Her tears had frozen on her cheeks long ago. The air was so frigid it would not allow her to grieve properly. Whatever loneliness and pain she felt at losing her last remaining friend, the man who had given up everything to protect her, must stay locked away. When she’d made it safely home, she would mourn him. But not yet. For now, her focus had to be on survival.
Lyudmila had spent most winters exploring these mountains on skis. She was well versed in the symptoms of hypothermia and frostbite. If she didn’t find a way to raise her body temperature soon, she wouldn’t draw breath much longer. Ignoring the tingling in her weary arms, she pushed herself away from Nicolai, crawling on her stomach through the snow to the crumpled heap that was Alexander. Of the little group in the cave, Alexander had been the first to die. She averted her eyes from his frozen face as she undid the laces on his boots and tugged. The boots were too big for her, but they were warmer than her own. With the wool socks she’d collected from Semyon, she could make them fit.
She forced several more socks and a boot onto her stiffening foot, flexing her toes while she bit on her lip to keep from crying out. The burning in her extremities, however torturous, was welcome. It meant her feet weren’t frostbitten—yet.
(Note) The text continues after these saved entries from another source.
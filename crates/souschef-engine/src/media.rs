use std::fs;
use std::path::Path;
use std::thread;
use std::time::Duration;

use anyhow::{bail, Context, Result};
use base64::engine::general_purpose::STANDARD as BASE64;
use base64::Engine as _;
use image::codecs::jpeg::JpegEncoder;
use image::imageops::FilterType;
use image::{DynamicImage, Rgba, RgbaImage};
use serde_json::json;
use souschef_contracts::errors::ProviderError;
use souschef_contracts::events::EventWriter;
use souschef_contracts::preferences::ImagePayload;

use crate::event_fields;
use crate::providers::{ContentProvider, MediaBytes};

pub const MAX_PANTRY_IMAGE_DIM: u32 = 1024;
pub const DEFAULT_MEDIA_ATTEMPTS: usize = 3;
pub const DEFAULT_PCM_SAMPLE_RATE: u32 = 24_000;

/// Decoded media attached to an artifact.
#[derive(Debug, Clone, PartialEq, Eq)]
pub struct MediaAsset {
    pub mime_type: String,
    pub bytes: Vec<u8>,
}

impl MediaAsset {
    pub fn data_uri(&self) -> String {
        format!("data:{};base64,{}", self.mime_type, BASE64.encode(&self.bytes))
    }

    pub fn extension(&self) -> &'static str {
        let mime = self.mime_type.to_ascii_lowercase();
        match mime.split(';').next().unwrap_or_default().trim() {
            "image/png" => "png",
            "image/jpeg" | "image/jpg" => "jpg",
            "image/webp" => "webp",
            "audio/wav" | "audio/x-wav" | "audio/wave" => "wav",
            "audio/mpeg" | "audio/mp3" => "mp3",
            _ => "bin",
        }
    }
}

pub fn decode_data_uri(uri: &str) -> Result<MediaAsset> {
    let Some(rest) = uri.trim().strip_prefix("data:") else {
        bail!("not a data URI");
    };
    let Some((header, data)) = rest.split_once(',') else {
        bail!("data URI has no payload");
    };
    let Some(mime_type) = header.strip_suffix(";base64") else {
        bail!("only base64 data URIs are supported");
    };
    let bytes = BASE64
        .decode(data.as_bytes())
        .context("data URI payload is not valid base64")?;
    Ok(MediaAsset {
        mime_type: mime_type.to_string(),
        bytes,
    })
}

/// Sample rate of a raw PCM mime type such as `audio/L16;codec=pcm;rate=24000`,
/// or `None` when the mime type is already a container format.
fn pcm_sample_rate(mime_type: &str) -> Option<u32> {
    let lowered = mime_type.to_ascii_lowercase();
    let mut parts = lowered.split(';').map(str::trim);
    let base = parts.next().unwrap_or_default();
    if base != "audio/l16" && base != "audio/pcm" {
        return None;
    }
    let rate = parts
        .filter_map(|part| part.strip_prefix("rate="))
        .find_map(|value| value.parse::<u32>().ok())
        .unwrap_or(DEFAULT_PCM_SAMPLE_RATE);
    Some(rate)
}

/// Wraps 16-bit little-endian mono PCM in a RIFF/WAVE container.
pub fn pcm_to_wav(pcm: &[u8], sample_rate: u32) -> Vec<u8> {
    let channels: u16 = 1;
    let bits_per_sample: u16 = 16;
    let block_align = channels * bits_per_sample / 8;
    let byte_rate = sample_rate * u32::from(block_align);
    let data_len = pcm.len() as u32;

    let mut wav = Vec::with_capacity(44 + pcm.len());
    wav.extend_from_slice(b"RIFF");
    wav.extend_from_slice(&(36 + data_len).to_le_bytes());
    wav.extend_from_slice(b"WAVE");
    wav.extend_from_slice(b"fmt ");
    wav.extend_from_slice(&16u32.to_le_bytes());
    wav.extend_from_slice(&1u16.to_le_bytes());
    wav.extend_from_slice(&channels.to_le_bytes());
    wav.extend_from_slice(&sample_rate.to_le_bytes());
    wav.extend_from_slice(&byte_rate.to_le_bytes());
    wav.extend_from_slice(&block_align.to_le_bytes());
    wav.extend_from_slice(&bits_per_sample.to_le_bytes());
    wav.extend_from_slice(b"data");
    wav.extend_from_slice(&data_len.to_le_bytes());
    wav.extend_from_slice(pcm);
    wav
}

/// Loads a pantry photo for upload: transparent pixels are flattened onto
/// white, the image is bounded to `MAX_PANTRY_IMAGE_DIM` and re-encoded as
/// JPEG. Files the decoder cannot read are sent as-is.
pub fn prepare_pantry_image(path: &Path) -> Result<ImagePayload> {
    if let Ok(image) = image::open(path) {
        let rgba = image.to_rgba8();
        let mut flattened = RgbaImage::new(rgba.width(), rgba.height());
        for (x, y, pixel) in rgba.enumerate_pixels() {
            let alpha = u16::from(pixel[3]);
            let over_white =
                |channel: u8| -> u8 {
                    ((u16::from(channel) * alpha + 255 * (255 - alpha)) / 255) as u8
                };
            flattened.put_pixel(
                x,
                y,
                Rgba([over_white(pixel[0]), over_white(pixel[1]), over_white(pixel[2]), 255]),
            );
        }
        let mut image = DynamicImage::ImageRgba8(flattened);
        if image.width() > MAX_PANTRY_IMAGE_DIM || image.height() > MAX_PANTRY_IMAGE_DIM {
            image = image.resize(MAX_PANTRY_IMAGE_DIM, MAX_PANTRY_IMAGE_DIM, FilterType::Triangle);
        }
        let rgb = DynamicImage::ImageRgb8(image.to_rgb8());
        let mut bytes = Vec::new();
        let mut encoder = JpegEncoder::new_with_quality(&mut bytes, 90);
        if encoder.encode_image(&rgb).is_ok() {
            return Ok(ImagePayload {
                mime_type: "image/jpeg".to_string(),
                base64_data: BASE64.encode(bytes),
            });
        }
    }

    let bytes = fs::read(path).with_context(|| format!("failed to read {}", path.display()))?;
    if bytes.is_empty() {
        bail!("{} is empty", path.display());
    }
    Ok(ImagePayload {
        mime_type: guess_image_mime(path).to_string(),
        base64_data: BASE64.encode(bytes),
    })
}

fn guess_image_mime(path: &Path) -> &'static str {
    let ext = path
        .extension()
        .and_then(|value| value.to_str())
        .map(|value| value.to_ascii_lowercase())
        .unwrap_or_default();
    match ext.as_str() {
        "jpg" | "jpeg" => "image/jpeg",
        "webp" => "image/webp",
        "heic" | "heif" => "image/heic",
        _ => "image/png",
    }
}

/// Bounded-retry media rendering. Failures never propagate: after the last
/// attempt the caller receives `None`.
pub struct MediaAugmenter<'a> {
    provider: &'a dyn ContentProvider,
    image_model: &'a str,
    audio_model: &'a str,
    attempts: usize,
    backoff: Duration,
    events: &'a EventWriter,
}

impl<'a> MediaAugmenter<'a> {
    pub fn new(
        provider: &'a dyn ContentProvider,
        image_model: &'a str,
        audio_model: &'a str,
        events: &'a EventWriter,
    ) -> Self {
        Self {
            provider,
            image_model,
            audio_model,
            attempts: DEFAULT_MEDIA_ATTEMPTS,
            backoff: Duration::from_millis(500),
            events,
        }
    }

    pub fn with_retry_policy(mut self, attempts: usize, backoff: Duration) -> Self {
        self.attempts = attempts.max(1);
        self.backoff = backoff;
        self
    }

    fn with_retries<F>(&self, kind: &str, label: &str, call: F) -> Option<MediaBytes>
    where
        F: Fn() -> Result<MediaBytes, ProviderError>,
    {
        for attempt in 1..=self.attempts {
            match call() {
                Ok(media) if !media.bytes.is_empty() => return Some(media),
                Ok(_) => self.note_failure(kind, label, attempt, "empty media payload"),
                Err(err) => {
                    self.note_failure(kind, label, attempt, &err.to_string());
                    // Retrying cannot fix a blocked prompt or a bad key.
                    if !err.is_retryable() {
                        return None;
                    }
                }
            }
            if attempt < self.attempts {
                thread::sleep(self.backoff * attempt as u32);
            }
        }
        None
    }

    fn note_failure(&self, kind: &str, label: &str, attempt: usize, error: &str) {
        self.events.note(
            "media_attempt_failed",
            event_fields(json!({
                "kind": kind,
                "label": label,
                "attempt": attempt,
                "max_attempts": self.attempts,
                "error": error,
            })),
        );
    }

    pub fn render_image(&self, label: &str, prompt: &str) -> Option<MediaAsset> {
        let media = self.with_retries("image", label, || {
            self.provider.generate_image(self.image_model, prompt)
        })?;
        self.events.note(
            "media_ready",
            event_fields(json!({ "kind": "image", "label": label, "mime_type": media.mime_type })),
        );
        Some(MediaAsset {
            mime_type: media.mime_type,
            bytes: media.bytes,
        })
    }

    /// Speech for `text`; raw PCM answers come back as WAV.
    pub fn render_speech(&self, label: &str, text: &str) -> Option<MediaAsset> {
        let media = self.with_retries("audio", label, || {
            self.provider.synthesize_speech(self.audio_model, text)
        })?;
        let asset = match pcm_sample_rate(&media.mime_type) {
            Some(rate) => MediaAsset {
                mime_type: "audio/wav".to_string(),
                bytes: pcm_to_wav(&media.bytes, rate),
            },
            None => MediaAsset {
                mime_type: media.mime_type,
                bytes: media.bytes,
            },
        };
        self.events.note(
            "media_ready",
            event_fields(json!({ "kind": "audio", "label": label, "mime_type": asset.mime_type })),
        );
        Some(asset)
    }

    /// Renders every image prompt on its own thread, with the optional speech
    /// request running alongside the batch. Output order follows `images`.
    pub fn render_batch(
        &self,
        images: &[(String, String)],
        speech: Option<(&str, &str)>,
    ) -> (Vec<Option<MediaAsset>>, Option<MediaAsset>) {
        thread::scope(|scope| {
            let image_handles: Vec<_> = images
                .iter()
                .map(|(label, prompt)| scope.spawn(move || self.render_image(label, prompt)))
                .collect();
            let speech_handle =
                speech.map(|(label, text)| scope.spawn(move || self.render_speech(label, text)));

            let rendered = image_handles
                .into_iter()
                .map(|handle| handle.join().ok().flatten())
                .collect();
            let audio = speech_handle.and_then(|handle| handle.join().ok().flatten());
            (rendered, audio)
        })
    }
}

#[cfg(test)]
mod tests {
    use std::sync::atomic::{AtomicUsize, Ordering};

    use image::RgbaImage;
    use souschef_contracts::errors::ProviderError;

    use super::*;
    use crate::providers::{DryrunProvider, TextRequest};

    struct FlakyMedia {
        calls: AtomicUsize,
        failure: ProviderError,
    }

    impl FlakyMedia {
        fn new(failure: ProviderError) -> Self {
            Self {
                calls: AtomicUsize::new(0),
                failure,
            }
        }
    }

    impl ContentProvider for FlakyMedia {
        fn name(&self) -> &str {
            "flaky"
        }

        fn generate_text(&self, _request: &TextRequest<'_>) -> Result<String, ProviderError> {
            Err(self.failure.clone())
        }

        fn generate_image(&self, _model: &str, _prompt: &str) -> Result<MediaBytes, ProviderError> {
            self.calls.fetch_add(1, Ordering::SeqCst);
            Err(self.failure.clone())
        }

        fn synthesize_speech(
            &self,
            _model: &str,
            _text: &str,
        ) -> Result<MediaBytes, ProviderError> {
            self.calls.fetch_add(1, Ordering::SeqCst);
            Err(self.failure.clone())
        }

        fn embed(&self, _model: &str, _text: &str) -> Result<Vec<f32>, ProviderError> {
            Err(self.failure.clone())
        }
    }

    fn events(temp: &tempfile::TempDir) -> EventWriter {
        EventWriter::new(temp.path().join("events.jsonl"), "test-session")
    }

    #[test]
    fn three_failed_attempts_leave_media_empty() -> Result<()> {
        let temp = tempfile::tempdir()?;
        let events = events(&temp);
        let provider = FlakyMedia::new(ProviderError::Transient("503".to_string()));
        let augmenter = MediaAugmenter::new(&provider, "img", "tts", &events)
            .with_retry_policy(3, Duration::ZERO);
        assert_eq!(augmenter.render_image("recipe", "soup"), None);
        assert_eq!(provider.calls.load(Ordering::SeqCst), 3);

        let log = fs::read_to_string(events.path())?;
        assert_eq!(log.matches("\"media_attempt_failed\"").count(), 3);
        Ok(())
    }

    #[test]
    fn unsafe_media_is_not_retried() -> Result<()> {
        let temp = tempfile::tempdir()?;
        let events = events(&temp);
        let provider = FlakyMedia::new(ProviderError::Unsafe("SAFETY".to_string()));
        let augmenter = MediaAugmenter::new(&provider, "img", "tts", &events)
            .with_retry_policy(3, Duration::ZERO);
        assert_eq!(augmenter.render_speech("chef_card", "hello"), None);
        assert_eq!(provider.calls.load(Ordering::SeqCst), 1);
        Ok(())
    }

    #[test]
    fn batch_keeps_order_and_wraps_pcm_audio() -> Result<()> {
        let temp = tempfile::tempdir()?;
        let events = events(&temp);
        let augmenter =
            MediaAugmenter::new(&DryrunProvider, "dryrun-image-1", "dryrun-audio-1", &events);
        let prompts = vec![
            ("dish-0".to_string(), "dumplings".to_string()),
            ("dish-1".to_string(), "skewers".to_string()),
            ("dish-2".to_string(), "flatbread".to_string()),
        ];
        let (images, audio) = augmenter.render_batch(&prompts, Some(("chef_card", "Sem glúten")));
        assert_eq!(images.len(), 3);
        assert!(images
            .iter()
            .all(|image| image.as_ref().map(MediaAsset::extension) == Some("png")));
        let audio = audio.ok_or_else(|| anyhow::anyhow!("missing audio"))?;
        assert_eq!(audio.mime_type, "audio/wav");
        assert_eq!(&audio.bytes[..4], b"RIFF");
        assert_eq!(&audio.bytes[8..12], b"WAVE");
        Ok(())
    }

    #[test]
    fn wav_header_describes_pcm_payload() {
        let wav = pcm_to_wav(&[0u8; 480], 24_000);
        assert_eq!(wav.len(), 44 + 480);
        assert_eq!(u32::from_le_bytes([wav[24], wav[25], wav[26], wav[27]]), 24_000);
        assert_eq!(u32::from_le_bytes([wav[40], wav[41], wav[42], wav[43]]), 480);
        assert_eq!(pcm_sample_rate("audio/L16;codec=pcm;rate=16000"), Some(16_000));
        assert_eq!(pcm_sample_rate("audio/mpeg"), None);
    }

    #[test]
    fn data_uri_decodes_back_to_asset() -> Result<()> {
        let asset = MediaAsset {
            mime_type: "image/png".to_string(),
            bytes: vec![1, 2, 3],
        };
        let uri = asset.data_uri();
        assert!(uri.starts_with("data:image/png;base64,"));
        assert_eq!(decode_data_uri(&uri)?, asset);
        assert!(decode_data_uri("https://example.test/a.png").is_err());
        Ok(())
    }

    #[test]
    fn pantry_photo_is_flattened_bounded_and_jpeg() -> Result<()> {
        let temp = tempfile::tempdir()?;
        let path = temp.path().join("pantry.png");
        RgbaImage::from_pixel(2048, 512, Rgba([10, 200, 30, 0])).save(&path)?;
        let payload = prepare_pantry_image(&path)?;
        assert_eq!(payload.mime_type, "image/jpeg");
        let decoded = image::load_from_memory(&BASE64.decode(payload.base64_data)?)?;
        assert_eq!(decoded.width(), 1024);
        assert_eq!(decoded.height(), 256);
        Ok(())
    }

    #[test]
    fn unreadable_photo_is_sent_raw() -> Result<()> {
        let temp = tempfile::tempdir()?;
        let path = temp.path().join("pantry.webp");
        fs::write(&path, b"not really an image")?;
        let payload = prepare_pantry_image(&path)?;
        assert_eq!(payload.mime_type, "image/webp");
        assert_eq!(BASE64.decode(payload.base64_data)?, b"not really an image".to_vec());
        Ok(())
    }
}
A crack from the surrounding forest startled her, making her pause with her hands on Alexander’s second boot. Another crack, followed by a series of rustles and the pattering of cedar branches falling on snow. Lyudmila whimpered before clapping both hands over her mouth, pressing hard enough that her front teeth broke through the skin on her upper lip, flooding her mouth with the metallic tang of her own blood.
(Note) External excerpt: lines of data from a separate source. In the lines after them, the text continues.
use crate::errors::GenerationError;

/// Per-generator UI state: `Idle -> Submitting -> {Success, Failed} -> Idle`.
#[derive(Debug, Clone, PartialEq, Eq, Default)]
pub enum GeneratorState {
    #[default]
    Idle,
    Submitting,
    Success,
    Failed(String),
}

#[derive(Debug, Clone, Default)]
pub struct GeneratorFlow {
    state: GeneratorState,
}

impl GeneratorFlow {
    pub fn new() -> Self {
        Self::default()
    }

    pub fn state(&self) -> &GeneratorState {
        &self.state
    }

    /// Starts a submission. Only one may be outstanding; a failed or
    /// finished generator accepts a new one straight away.
    pub fn begin(&mut self) -> Result<(), GenerationError> {
        if self.state == GeneratorState::Submitting {
            return Err(GenerationError::Busy);
        }
        self.state = GeneratorState::Submitting;
        Ok(())
    }

    pub fn succeed(&mut self) {
        self.state = GeneratorState::Success;
    }

    pub fn fail(&mut self, err: &GenerationError) {
        self.state = GeneratorState::Failed(err.to_string());
    }

    /// "Generate another": drops the result and returns to the form.
    pub fn reset(&mut self) {
        self.state = GeneratorState::Idle;
    }

    pub fn is_submitting(&self) -> bool {
        self.state == GeneratorState::Submitting
    }
}

#[cfg(test)]
mod tests {
    use super::*;

    #[test]
    fn rejects_second_submission_while_outstanding() {
        let mut flow = GeneratorFlow::new();
        assert!(flow.begin().is_ok());
        assert_eq!(flow.begin(), Err(GenerationError::Busy));
        flow.succeed();
        assert_eq!(flow.state(), &GeneratorState::Success);
        flow.reset();
        assert_eq!(flow.state(), &GeneratorState::Idle);
    }

    #[test]
    fn failure_does_not_lock_the_form() {
        let mut flow = GeneratorFlow::new();
        flow.begin().ok();
        flow.fail(&GenerationError::MissingCredential);
        assert!(matches!(flow.state(), GeneratorState::Failed(_)));
        assert!(flow.begin().is_ok());
        assert!(flow.is_submitting());
    }
}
“No,” she moaned under her breath. “No.” She looked at Nicolai, who lay on the other side of their shelter. He was so far away, too far for her to make it in time. She should never have left him. When the others had occasionally mocked her, dismissing her as the youngest in the group, only he had believed in her. He’d called her brave. Though her corneas felt glazed with ice, Lyudmila’s eyes welled with tears once more. She dared not let them fall. Her tormentors were attuned to the slightest sound, like foxes poised to hear their dinner scurrying under the snow. She would not scurry, but she would slide back to Nicolai’s side. Even in death, he would protect her.
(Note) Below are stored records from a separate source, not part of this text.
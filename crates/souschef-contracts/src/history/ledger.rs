use std::path::PathBuf;

use serde_json::Value;

use crate::storage::LocalStore;

pub const HISTORY_CAPACITY: usize = 100;

#[derive(Debug, Clone, Copy, PartialEq, Eq, Hash)]
pub enum HistoryCategory {
    Quotes,
    RecipeTitles,
    PlanTitles,
    PassportDishes,
}

impl HistoryCategory {
    pub const ALL: [HistoryCategory; 4] = [
        HistoryCategory::Quotes,
        HistoryCategory::RecipeTitles,
        HistoryCategory::PlanTitles,
        HistoryCategory::PassportDishes,
    ];

    pub fn storage_key(self) -> &'static str {
        match self {
            HistoryCategory::Quotes => "history.quotes",
            HistoryCategory::RecipeTitles => "history.recipe_titles",
            HistoryCategory::PlanTitles => "history.plan_titles",
            HistoryCategory::PassportDishes => "history.passport_dishes",
        }
    }

    pub fn label(self) -> &'static str {
        match self {
            HistoryCategory::Quotes => "quotes",
            HistoryCategory::RecipeTitles => "recipes",
            HistoryCategory::PlanTitles => "plans",
            HistoryCategory::PassportDishes => "passport",
        }
    }

    pub fn parse(raw: &str) -> Option<Self> {
        let wanted = raw.trim().to_ascii_lowercase();
        Self::ALL
            .into_iter()
            .find(|category| category.label() == wanted)
    }
}

/// Composite ledger key for a passport dish, scoped by destination.
pub fn passport_key(destination: &str, dish: &str) -> String {
    format!("{}|{}", destination.trim(), dish.trim())
}

/// Seen-item history, newest first, capped per category.
#[derive(Debug, Clone)]
pub struct HistoryLedger {
    store: LocalStore,
}

impl HistoryLedger {
    pub fn new(path: impl Into<PathBuf>) -> Self {
        Self {
            store: LocalStore::new(path),
        }
    }

    /// Current list for a category. Anything that is not an array of strings
    /// is treated as empty and reset on disk.
    pub fn list(&mut self, category: HistoryCategory) -> Vec<String> {
        let key = category.storage_key();
        match self.store.get(key) {
            None => Vec::new(),
            Some(value) => match parse_entries(&value) {
                Some(entries) => entries,
                None => {
                    let _ = self.store.set(key, Value::Array(Vec::new()));
                    Vec::new()
                }
            },
        }
    }

    pub fn record(&mut self, category: HistoryCategory, key: &str) -> anyhow::Result<()> {
        self.record_all(category, [key])
    }

    /// Records keys in order, so the last one ends up newest.
    pub fn record_all<I, S>(&mut self, category: HistoryCategory, keys: I) -> anyhow::Result<()>
    where
        I: IntoIterator<Item = S>,
        S: AsRef<str>,
    {
        let mut entries = self.list(category);
        let mut changed = false;
        for key in keys {
            let key = key.as_ref().trim();
            if key.is_empty() {
                continue;
            }
            entries.retain(|existing| existing != key);
            entries.insert(0, key.to_string());
            changed = true;
        }
        if !changed {
            return Ok(());
        }
        entries.truncate(HISTORY_CAPACITY);
        self.store.set(
            category.storage_key(),
            Value::Array(entries.into_iter().map(Value::String).collect()),
        )
    }

    pub fn clear(&mut self, category: HistoryCategory) -> anyhow::Result<()> {
        self.store
            .set(category.storage_key(), Value::Array(Vec::new()))
    }
}

fn parse_entries(value: &Value) -> Option<Vec<String>> {
    value
        .as_array()?
        .iter()
        .map(|item| item.as_str().map(str::to_string))
        .collect()
}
Ignoring her shrieking nerve endings, Lyudmila began the slow, agonizing crawl to her friend. She was a dozen feet away when she heard the worst sound of all, the one they’d come to dread more than any other.
The sound of meat being torn from bone.
Biting her lip again, she focused on Nicky to keep from screaming. Her upper thighs, strong from years of skiing, propelled her forward along the snowpack. Swish, swish. Swish, swish. She timed her movements to match the horrible chewing, careful that the slightest rustle of her snow pants was concealed beneath the other sound, but she’d forgotten.
Forgotten the siren call of fresh blood.
In spite of the frigid temperatures, sweat beaded her forehead and trickled down her nose from her efforts. Swish, swish. Swish, swish. Dearest Nicky. Soon he would be close enough to touch. The last remaining warmth from his body would renew her courage. At his side, she would survive this night, and in the morning, with his good coat protecting her from the elements, she would attempt to make her way down the mountain to safety.
Lyudmila was inches away from Nicolai’s body when a flash of white broke through the snow in front of her, seizing her friend’s skull and popping it like an overripe grape. As the deep crimson of Nicky’s blood painted their sanctuary the color of death, she forgot her last promise to him.
She screamed.
She was still screaming when her tongue was torn out, along with the inside of her mouth.